- _Task to carry out_: Your answer should be the full set of entries, given again without alteration.

- _Records to use_:
● ● ●

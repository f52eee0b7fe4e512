use axum::routing::get;
use axum::Router;
use tower_http::cors::CorsLayer;
use tower_http::trace::TraceLayer;

use crate::metrics::metrics_handler;
use crate::routes;
use crate::state::AppState;

pub fn build_app(state: AppState) -> Router {
    let api_v1 = routes::router();

    Router::new()
        .nest("/api/v1", api_v1)
        .route("/metrics", get(metrics_handler))
        .route("/health", get(health))
        .layer(TraceLayer::new_for_http())
        .layer(CorsLayer::permissive())
        .with_state(state)
}

async fn health() -> axum::Json<serde_json::Value> {
    axum::Json(serde_json::json!({ "status": "ok" }))
}
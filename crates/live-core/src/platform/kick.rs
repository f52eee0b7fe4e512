//! Kick adapter: the public API has no batch query, so channels are fetched
//! one request per streamer with bounded concurrency. A 404 (or an empty
//! data array) is a confirmed "channel unknown, offline"; transient errors
//! leave the channel indeterminate for this round; a 401 aborts the whole
//! platform round so the next tick re-authenticates.

use async_trait::async_trait;
use futures::stream::{self, StreamExt};
use reqwest::header;
use reqwest::Client;
use serde::Deserialize;
use tracing::{debug, warn};

use crate::auth::Credential;
use crate::error::PollError;

use super::{ChannelSnapshot, Platform, PlatformPoller, PollSnapshot};

pub const KICK_CHANNELS_URL: &str = "https://api.kick.com/public/v1/channels";

// The public endpoint refuses requests without a client-looking user agent.
const KICK_USER_AGENT: &str =
    "KICK/1.0.13 Dalvik/2.1.0 (Linux; U; Android 13; Pixel 6 Pro Build/TQ1A.221205.011)";

pub struct KickPoller {
    client: Client,
    base_url: String,
    max_concurrent: usize,
}

impl KickPoller {
    pub fn new(client: Client, max_concurrent: usize) -> Self {
        Self {
            client,
            base_url: KICK_CHANNELS_URL.to_string(),
            max_concurrent: max_concurrent.max(1),
        }
    }

    pub fn with_base_url(mut self, url: impl Into<String>) -> Self {
        self.base_url = url.into();
        self
    }

    async fn fetch_channel(
        &self,
        token: &str,
        slug: &str,
    ) -> Result<Option<KickChannel>, PollError> {
        let url = format!("{}?slug={}", self.base_url, slug);
        let resp = self
            .client
            .get(&url)
            .header(header::ACCEPT, "application/json")
            .header(header::USER_AGENT, KICK_USER_AGENT)
            .bearer_auth(token)
            .send()
            .await
            .map_err(|e| PollError::from_reqwest(&url, e))?;

        match resp.status().as_u16() {
            401 => Err(PollError::AuthRejected),
            404 => Ok(None),
            status if !resp.status().is_success() => Err(PollError::Http { url, status }),
            _ => {
                let body: ChannelsResponse = resp
                    .json()
                    .await
                    .map_err(|e| PollError::from_reqwest(&url, e))?;
                Ok(body.data.into_iter().next())
            }
        }
    }
}

#[derive(Debug, Deserialize)]
struct ChannelsResponse {
    #[serde(default)]
    data: Vec<KickChannel>,
}

#[derive(Debug, Deserialize)]
struct KickChannel {
    #[serde(default)]
    stream_title: String,
    category: Option<KickCategory>,
    stream: Option<KickStream>,
}

#[derive(Debug, Deserialize)]
struct KickCategory {
    name: String,
}

#[derive(Debug, Deserialize)]
struct KickStream {
    #[serde(default)]
    is_live: bool,
    #[serde(default)]
    viewer_count: u64,
    #[serde(default)]
    thumbnail: String,
}

impl KickChannel {
    fn into_snapshot(self, channel: &str) -> ChannelSnapshot {
        let stream = match self.stream {
            Some(s) if s.is_live => s,
            _ => return ChannelSnapshot::offline(Platform::Kick, channel),
        };

        let category = self
            .category
            .map(|c| c.name)
            .or_else(|| {
                if self.stream_title.is_empty() {
                    None
                } else {
                    Some(self.stream_title)
                }
            });

        ChannelSnapshot {
            platform: Platform::Kick,
            channel: channel.to_string(),
            is_live: true,
            display_name: channel.to_string(),
            category,
            viewer_count: Some(stream.viewer_count),
            thumbnail_url: if stream.thumbnail.is_empty() {
                None
            } else {
                Some(stream.thumbnail)
            },
            canonical_url: Platform::Kick.channel_url(channel),
        }
    }
}

#[async_trait]
impl PlatformPoller for KickPoller {
    fn platform(&self) -> Platform {
        Platform::Kick
    }

    async fn poll(
        &self,
        streamers: &[String],
        credential: &Credential,
    ) -> Result<PollSnapshot, PollError> {
        let mut fetches = Vec::with_capacity(streamers.len());
        for slug in streamers {
            let slug = slug.as_str();
            fetches.push(async move {
                let result = self.fetch_channel(&credential.access_token, slug).await;
                (slug, result)
            });
        }
        let results: Vec<_> = stream::iter(fetches)
            .buffer_unordered(self.max_concurrent)
            .collect()
            .await;

        let mut snapshot = PollSnapshot::default();
        for (slug, result) in results {
            match result {
                Ok(Some(channel)) => {
                    let snap = channel.into_snapshot(slug);
                    debug!(channel = slug, is_live = snap.is_live, "Kick channel resolved");
                    snapshot.insert(snap);
                }
                Ok(None) => {
                    warn!(channel = slug, "Kick channel not found, treating as offline");
                    snapshot.insert(ChannelSnapshot::offline(Platform::Kick, slug));
                }
                Err(PollError::AuthRejected) => return Err(PollError::AuthRejected),
                Err(e) => {
                    warn!(channel = slug, error = %e, "Kick query failed, status unknown this round");
                    snapshot.mark_indeterminate(slug);
                }
            }
        }
        Ok(snapshot)
    }
}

● ● ●

- _Output below_:
repository f52eee0b7fe4e512
use axum::routing::get;
use axum::Router;
use tower_http::cors::CorsLayer;
use tower_http::trace::TraceLayer;

use crate::metrics::metrics_handler;
use crate::routes;
use crate::state::AppState;

pub fn build_app(state: AppState) -> Router {
    let api_v1 = routes::router();

    Router::new()
        .nest("/api/v1", api_v1)
        .route("/metrics", get(metrics_handler))
        .route("/health", get(health))
        .layer(TraceLayer::new_for_http())
        .layer(CorsLayer::permissive())
        .with_state(state)
}

async fn health() -> axum::Json<serde_json::Value> {
    axum::Json(serde_json::json!({ "status": "ok" }))
}
filename crates/live-core/src/platform/kick.rs
repository f52eee0b7fe4e512
//! Kick adapter: the public API has no batch query, so channels are fetched
//! one request per streamer with bounded concurrency. A 404 (or an empty
//! data array) is a confirmed "channel unknown, offline"; transient errors
//! leave the channel indeterminate for this round; a 401 aborts the whole
//! platform round so the next tick re-authenticates.

use async_trait::async_trait;
use futures::stream::{self, StreamExt};
use reqwest::header;
use reqwest::Client;
use serde::Deserialize;
use tracing::{debug, warn};

use crate::auth::Credential;
use crate::error::PollError;

use super::{ChannelSnapshot, Platform, PlatformPoller, PollSnapshot};

pub const KICK_CHANNELS_URL: &str = "https://api.kick.com/public/v1/channels";

// The public endpoint refuses requests without a client-looking user agent.
const KICK_USER_AGENT: &str =
    "KICK/1.0.13 Dalvik/2.1.0 (Linux; U; Android 13; Pixel 6 Pro Build/TQ1A.221205.011)";

pub struct KickPoller {
    client: Client,
    base_url: String,
    max_concurrent: usize,
}

impl KickPoller {
    pub fn new(client: Client, max_concurrent: usize) -> Self {
        Self {
            client,
            base_url: KICK_CHANNELS_URL.to_string(),
            max_concurrent: max_concurrent.max(1),
        }
    }

    pub fn with_base_url(mut self, url: impl Into<String>) -> Self {
        self.base_url = url.into();
        self
    }

    async fn fetch_channel(
        &self,
        token: &str,
        slug: &str,
    ) -> Result<Option<KickChannel>, PollError> {
        let url = format!("{}?slug={}", self.base_url, slug);
        let resp = self
            .client
            .get(&url)
            .header(header::ACCEPT, "application/json")
            .header(header::USER_AGENT, KICK_USER_AGENT)
            .bearer_auth(token)
            .send()
            .await
            .map_err(|e| PollError::from_reqwest(&url, e))?;

        match resp.status().as_u16() {
            401 => Err(PollError::AuthRejected),
            404 => Ok(None),
            status if !resp.status().is_success() => Err(PollError::Http { url, status }),
            _ => {
                let body: ChannelsResponse = resp
                    .json()
                    .await
                    .map_err(|e| PollError::from_reqwest(&url, e))?;
                Ok(body.data.into_iter().next())
            }
        }
    }
}

#[derive(Debug, Deserialize)]
struct ChannelsResponse {
    #[serde(default)]
    data: Vec<KickChannel>,
}

#[derive(Debug, Deserialize)]
struct KickChannel {
    #[serde(default)]
    stream_title: String,
    category: Option<KickCategory>,
    stream: Option<KickStream>,
}

#[derive(Debug, Deserialize)]
struct KickCategory {
    name: String,
}

#[derive(Debug, Deserialize)]
struct KickStream {
    #[serde(default)]
    is_live: bool,
    #[serde(default)]
    viewer_count: u64,
    #[serde(default)]
    thumbnail: String,
}

impl KickChannel {
    fn into_snapshot(self, channel: &str) -> ChannelSnapshot {
        let stream = match self.stream {
            Some(s) if s.is_live => s,
            _ => return ChannelSnapshot::offline(Platform::Kick, channel),
        };

        let category = self
            .category
            .map(|c| c.name)
            .or_else(|| {
                if self.stream_title.is_empty() {
                    None
                } else {
                    Some(self.stream_title)
                }
            });

        ChannelSnapshot {
            platform: Platform::Kick,
            channel: channel.to_string(),
            is_live: true,
            display_name: channel.to_string(),
            category,
            viewer_count: Some(stream.viewer_count),
            thumbnail_url: if stream.thumbnail.is_empty() {
                None
            } else {
                Some(stream.thumbnail)
            },
            canonical_url: Platform::Kick.channel_url(channel),
        }
    }
}

#[async_trait]
impl PlatformPoller for KickPoller {
    fn platform(&self) -> Platform {
        Platform::Kick
    }

    async fn poll(
        &self,
        streamers: &[String],
        credential: &Credential,
    ) -> Result<PollSnapshot, PollError> {
        let mut fetches = Vec::with_capacity(streamers.len());
        for slug in streamers {
            let slug = slug.as_str();
            fetches.push(async move {
                let result = self.fetch_channel(&credential.access_token, slug).await;
                (slug, result)
            });
        }
        let results: Vec<_> = stream::iter(fetches)
            .buffer_unordered(self.max_concurrent)
            .collect()
            .await;

        let mut snapshot = PollSnapshot::default();
        for (slug, result) in results {
            match result {
                Ok(Some(channel)) => {
                    let snap = channel.into_snapshot(slug);
                    debug!(channel = slug, is_live = snap.is_live, "Kick channel resolved");
                    snapshot.insert(snap);
                }
                Ok(None) => {
                    warn!(channel = slug, "Kick channel not found, treating as offline");
                    snapshot.insert(ChannelSnapshot::offline(Platform::Kick, slug));
                }
                Err(PollError::AuthRejected) => return Err(PollError::AuthRejected),
                Err(e) => {
                    warn!(channel = slug, error = %e, "Kick query failed, status unknown this round");
                    snapshot.mark_indeterminate(slug);
                }
            }
        }
        Ok(snapshot)
    }
}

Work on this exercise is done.